Monthly Progress Thread - July '26
Dear friends,
Over the past months we've talked about thawing, about anxiety and where it comes from, and about the practical tools for working with the nervous system as it heals. This month I want to talk about something that sits underneath all of it. Awareness. The canvas on which the play of experience and life itself happens.
Awareness is beyond thoughts and emotions. Beyond the concepts of pacing, integration and all the various aspects of practice. These concepts remain as relevant as ever, but when we take a step back and put some distance between the experienced and the experiencer, something magical happens.
In contemplative traditions this capacity is called the witness. At its simplest, it is the ability to observe what is arising in awareness, thoughts, emotions, sensations, memories, without being entirely identified with it. To feel grief and know that you are the one feeling grief, without becoming it. To notice the anxious thought without becoming the anxious thought.
A useful image is awareness as a canvas. Everything that arises in experience appears on that canvas like a projected image. The canvas itself is unchanged by what appears on it. It doesn't grasp at pleasant images or push away painful ones. It simply receives whatever arises and allows it to pass. The practice is learning to rest in the canvas instead of getting lost in the images.
Let me emphasize that the witness is completely different from dissociation. Dissociation is a protective splitting from experience that numbs sensation and creates a sense of disconnection from oneself. The system shuts down access to experience because the experience is too much to bear. The witness is the opposite movement. It turns toward experience with full presence, feeling everything completely, while retaining a thread of awareness that remains larger than what is being felt. Where dissociation closes, the witness opens.
Developing this capacity is genuinely difficult while significant trauma is still stored in the body. A nervous system under internal pressure generates a near-continuous stream of thoughts, worries, and reactive patterns, and the conditioned mind treats all of it as urgent. Every uncomfortable sensation demands a response. Every difficult emotion pulls for resolution. Trying to observe all of this from a place of calm, spacious awareness is like trying to watch clouds from inside a storm. If you have tried and found it nearly impossible, nothing is wrong with you. Genuine equanimity requires resources that stored trauma consumes.
And yet this is precisely the skill most valuable to begin cultivating now, during the stage when it is hardest.
When stored material surfaces, two things happen in rapid succession. Something arises, a sensation, an emotion, a fragment of memory. Then the mind grabs it and begins building a story around it. The sensation becomes evidence of something wrong. The emotion becomes a problem to solve. Within seconds, awareness has left the body and is lost in the head, spinning through narratives that feel urgent and real but are largely the mind's attempt to manage what the body is trying to complete. Every time this happens, the completion gets interrupted.
Training the reflex to catch this moment, to notice when awareness is about to leave the body and follow the mind into its loops, and to redirect it back into felt sensation, is the single most practical skill available for supporting your healing. It doesn't require a calm mind or manageable emotions. It only requires enough awareness to notice the pull toward thought has begun, and to choose the body instead.

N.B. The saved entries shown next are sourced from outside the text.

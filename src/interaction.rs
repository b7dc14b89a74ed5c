//! Pointer gesture state machine.
//!
//! Raw pointer input (client coordinates) is mapped to canvas and graph
//! space, interpreted against the current [`VisualGraph`], and turned into
//! store [`Action`]s. The machine owns only its gesture state; everything
//! else is read from the context passed in with each event.

use crate::geometry::{Point, Rect};
use crate::ir::SelectionState;
use crate::layout::{HitTarget, Viewport, VisualGraph};
use crate::store::Action;
use std::collections::VecDeque;

/// Multiplicative zoom step per wheel notch.
pub const WHEEL_ZOOM_STEP: f32 = 1.1;

#[derive(Debug, Clone, Copy, PartialEq, Eq)]
pub enum MouseButton {
    Primary,
    Middle,
    Secondary,
}

#[derive(Debug, Clone, Copy, PartialEq, Eq, Default)]
pub struct Modifiers {
    pub shift: bool,
    pub alt: bool,
    pub ctrl: bool,
    pub meta: bool,
}

#[derive(Debug, Clone, PartialEq)]
pub enum PointerEvent {
    MouseDown {
        point: Point,
        button: MouseButton,
        modifiers: Modifiers,
    },
    MouseMove {
        point: Point,
    },
    MouseUp {
        point: Point,
    },
    DoubleClick {
        point: Point,
    },
    Wheel {
        point: Point,
        delta: Point,
        ctrl: bool,
    },
    PointerLeave,
    EndDrag,
}

/// Source of pointer events, polled by the editor.
pub trait EventSource {
    fn poll(&mut self) -> Option<PointerEvent>;
}

/// Event source backed by a queue. Used by the harness and tests.
#[derive(Debug, Clone, Default)]
pub struct QueuedEvents {
    events: VecDeque<PointerEvent>,
}

impl QueuedEvents {
    pub fn new(events: impl IntoIterator<Item = PointerEvent>) -> Self {
        Self {
            events: events.into_iter().collect(),
        }
    }

    pub fn push(&mut self, event: PointerEvent) {
        self.events.push_back(event);
    }
}

impl EventSource for QueuedEvents {
    fn poll(&mut self) -> Option<PointerEvent> {
        self.events.pop_front()
    }
}

/// Mapping from client (page) coordinates to canvas coordinates.
///
/// `canvas = (client - origin) * (logical_size / css_size)`. The backing
/// store ratio is handled by the surface scale, so canvas units are CSS
/// pixels of the logical canvas.
#[derive(Debug, Clone, Copy, PartialEq)]
pub struct CanvasTransform {
    /// Top-left of the canvas bounding box in client coordinates.
    pub origin: Point,
    /// Rendered size of the bounding box.
    pub css_size: (f32, f32),
    /// Logical drawing size of the canvas.
    pub logical_size: (f32, f32),
}

impl CanvasTransform {
    pub fn identity(width: f32, height: f32) -> Self {
        Self {
            origin: Point::ORIGIN,
            css_size: (width, height),
            logical_size: (width, height),
        }
    }

    pub fn client_to_canvas(&self, client: Point) -> Point {
        let scale_x = scale_factor(self.logical_size.0, self.css_size.0);
        let scale_y = scale_factor(self.logical_size.1, self.css_size.1);
        let local = client - self.origin;
        Point::new(local.x * scale_x, local.y * scale_y)
    }
}

fn scale_factor(logical: f32, css: f32) -> f32 {
    if css > 0.0 && css.is_finite() && logical.is_finite() {
        logical / css
    } else {
        1.0
    }
}

#[derive(Debug, Clone, PartialEq, Default)]
pub enum GestureState {
    #[default]
    Idle,
    DraggingNode {
        node_ids: Vec<String>,
        /// Last pointer position in graph space.
        last: Point,
        moved: bool,
    },
    MarqueeSelecting {
        start: Point,
        current: Point,
        additive: bool,
    },
    Panning {
        /// Last pointer position in canvas space.
        last: Point,
    },
}

#[derive(Debug, Clone, PartialEq)]
pub struct GestureOutcome {
    pub actions: Vec<Action>,
    pub prevent_default: bool,
}

impl GestureOutcome {
    fn with(actions: Vec<Action>) -> Self {
        Self {
            actions,
            prevent_default: true,
        }
    }

    fn none() -> Self {
        Self::with(Vec::new())
    }
}

/// What the gesture layer needs to read for one event.
#[derive(Debug, Clone, Copy)]
pub struct GestureContext<'a> {
    pub visual: Option<&'a VisualGraph>,
    pub viewport: &'a Viewport,
    pub selection: &'a SelectionState,
}

impl GestureContext<'_> {
    fn hit(&self, graph_point: Point) -> Option<HitTarget> {
        self.visual.and_then(|visual| visual.hit_test(graph_point))
    }
}

#[derive(Debug, Clone)]
pub struct GestureController {
    state: GestureState,
    transform: CanvasTransform,
}

impl GestureController {
    pub fn new(transform: CanvasTransform) -> Self {
        Self {
            state: GestureState::Idle,
            transform,
        }
    }

    pub fn state(&self) -> &GestureState {
        &self.state
    }

    pub fn transform(&self) -> CanvasTransform {
        self.transform
    }

    pub fn set_transform(&mut self, transform: CanvasTransform) {
        self.transform = transform;
    }

    pub fn handle(&mut self, event: &PointerEvent, ctx: &GestureContext<'_>) -> GestureOutcome {
        match *event {
            PointerEvent::MouseDown {
                point,
                button,
                modifiers,
            } => self.mouse_down(point, button, modifiers, ctx),
            PointerEvent::MouseMove { point } => self.mouse_move(point, ctx),
            PointerEvent::MouseUp { point } => self.mouse_up(point, ctx),
            PointerEvent::DoubleClick { point } => self.double_click(point, ctx),
            PointerEvent::Wheel { point, delta, ctrl } => self.wheel(point, delta, ctrl),
            PointerEvent::PointerLeave => self.pointer_leave(ctx),
            PointerEvent::EndDrag => self.end_drag(ctx),
        }
    }

    fn to_graph(&self, client: Point, ctx: &GestureContext<'_>) -> Point {
        ctx.viewport.to_graph(self.transform.client_to_canvas(client))
    }

    pub fn mouse_down(
        &mut self,
        client: Point,
        button: MouseButton,
        modifiers: Modifiers,
        ctx: &GestureContext<'_>,
    ) -> GestureOutcome {
        if button != MouseButton::Primary {
            return GestureOutcome::none();
        }
        let graph_point = self.to_graph(client, ctx);
        let mut actions = Vec::new();

        match ctx.hit(graph_point) {
            Some(HitTarget::Node(id)) => {
                let node_ids: Vec<String> = if ctx.selection.is_node_selected(&id) {
                    ctx.selection.selected_node_ids.iter().cloned().collect()
                } else {
                    actions.push(Action::SelectNodes {
                        node_ids: vec![id.clone()],
                        additive: modifiers.shift,
                    });
                    if modifiers.shift {
                        let mut ids: Vec<String> =
                            ctx.selection.selected_node_ids.iter().cloned().collect();
                        ids.push(id);
                        ids.sort();
                        ids
                    } else {
                        vec![id]
                    }
                };
                self.state = GestureState::DraggingNode {
                    node_ids,
                    last: graph_point,
                    moved: false,
                };
            }
            Some(HitTarget::Relationship(id)) => {
                actions.push(Action::SelectRelationship {
                    relationship_id: id,
                    additive: modifiers.shift,
                });
            }
            None if modifiers.alt => {
                self.state = GestureState::Panning {
                    last: self.transform.client_to_canvas(client),
                };
            }
            None => {
                if !modifiers.shift {
                    actions.push(Action::ClearSelection);
                }
                self.state = GestureState::MarqueeSelecting {
                    start: graph_point,
                    current: graph_point,
                    additive: modifiers.shift,
                };
            }
        }
        GestureOutcome::with(actions)
    }

    pub fn mouse_move(&mut self, client: Point, ctx: &GestureContext<'_>) -> GestureOutcome {
        let graph_point = self.to_graph(client, ctx);
        let mut actions = Vec::new();
        match &mut self.state {
            GestureState::Idle => {}
            GestureState::DraggingNode {
                node_ids,
                last,
                moved,
            } => {
                let delta = graph_point - *last;
                if delta != Point::ORIGIN {
                    actions.push(Action::MoveNodes {
                        node_ids: node_ids.clone(),
                        delta,
                    });
                    *last = graph_point;
                    *moved = true;
                }
            }
            GestureState::MarqueeSelecting { start, current, .. } => {
                *current = graph_point;
                actions.push(Action::SetMarquee(Some(Rect::from_corners(*start, *current))));
            }
            GestureState::Panning { last } => {
                let canvas_point = self.transform.client_to_canvas(client);
                let delta = canvas_point - *last;
                if delta != Point::ORIGIN {
                    actions.push(Action::Pan { delta });
                    *last = canvas_point;
                }
            }
        }
        GestureOutcome::with(actions)
    }

    pub fn mouse_up(&mut self, client: Point, ctx: &GestureContext<'_>) -> GestureOutcome {
        let moved = self.mouse_move(client, ctx);
        let mut actions = moved.actions;
        actions.extend(self.commit(ctx));
        GestureOutcome::with(actions)
    }

    pub fn pointer_leave(&mut self, ctx: &GestureContext<'_>) -> GestureOutcome {
        GestureOutcome::with(self.commit(ctx))
    }

    /// Force the machine back to idle, committing like a mouse up.
    pub fn end_drag(&mut self, ctx: &GestureContext<'_>) -> GestureOutcome {
        GestureOutcome::with(self.commit(ctx))
    }

    pub fn double_click(&mut self, client: Point, ctx: &GestureContext<'_>) -> GestureOutcome {
        let graph_point = self.to_graph(client, ctx);
        let actions = match ctx.hit(graph_point) {
            Some(HitTarget::Node(node_id)) => vec![Action::StartEditing { node_id }],
            Some(HitTarget::Relationship(_)) => Vec::new(),
            None => vec![Action::CreateNode {
                position: graph_point,
            }],
        };
        GestureOutcome::with(actions)
    }

    /// Ctrl+wheel zooms toward the cursor, plain wheel pans.
    pub fn wheel(&mut self, client: Point, delta: Point, ctrl: bool) -> GestureOutcome {
        let canvas_point = self.transform.client_to_canvas(client);
        let action = if ctrl {
            let factor = if delta.y < 0.0 {
                WHEEL_ZOOM_STEP
            } else if delta.y > 0.0 {
                1.0 / WHEEL_ZOOM_STEP
            } else {
                return GestureOutcome::none();
            };
            Action::Zoom {
                focus: canvas_point,
                factor,
            }
        } else {
            Action::Pan {
                delta: delta * -1.0,
            }
        };
        GestureOutcome::with(vec![action])
    }

    fn commit(&mut self, ctx: &GestureContext<'_>) -> Vec<Action> {
        match std::mem::replace(&mut self.state, GestureState::Idle) {
            GestureState::Idle | GestureState::Panning { .. } => Vec::new(),
            GestureState::DraggingNode { moved: true, .. } => vec![Action::EndDrag],
            // A click that never moved has no drag to finish.
            GestureState::DraggingNode { moved: false, .. } => Vec::new(),
            GestureState::MarqueeSelecting {
                start,
                current,
                additive,
            } => {
                let rect = Rect::from_corners(start, current);
                let node_ids = ctx
                    .visual
                    .map(|visual| visual.nodes_in_rect(rect))
                    .unwrap_or_default();
                vec![
                    Action::SelectNodes { node_ids, additive },
                    Action::SetMarquee(None),
                ]
            }
        }
    }
}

In the beginning this will be difficult and the reflex has to be trained again and again. You'll often find yourself deep in a thought loop before the noticing happens. That's normal and part of the training. With practice it fires earlier and more consistently, until returning to the body becomes nearly automatic.
The same skill lets you recognize destructive thought patterns for what they are. The anxious mind generates its stories with tremendous conviction. Rumination feels like careful analysis. Catastrophizing feels like realistic planning. The critical inner voice feels like honest self-assessment. From inside these patterns there is no distance from which to evaluate them. The witness creates that distance. When you can observe a thought as a thought, the rumination becomes recognizable as rumination, the loop becomes recognizable as a loop. The patterns don't disappear immediately, but the spell of complete identification with them breaks. That break is where freedom begins.
When you practice this, start with what is safe and neutral. The feet on the floor. The weight of the body against the chair. The breath moving in the belly. These anchors are almost always available and carry less charge than the places where tension and emotion concentrate. From there, awareness can expand gradually as groundedness allows.
I also want to give you a glimpse of where this leads, because from inside the difficult middle stretches it can feel unimaginable. As the deeper layers of stored tension release through consistent practice, the internal pressure eases, and awareness begins to open on its own. The spaciousness that once required so much effort starts to become the default. The witness that had to be deliberately cultivated begins to arise naturally. The mind becomes calmer, and there is simply less driving it. Thoughts still arise, but in a quieter field, and they pass without the same gravitational pull. The canvas, once so crowded and restless, has more and more open space in it.
The somatic work and the awareness practice feed each other continuously. Developing the witness, even imperfectly, supports the release process by letting material move through without constant interruption from the mind. And the release process, over time, makes genuine awareness progressively more available. Every small moment of presence, every return to the body, is both a support to your healing and a seed of what will eventually grow from it.
Go slowly. Stay curious. Come back to the body, again and again. Make it your sanctuary.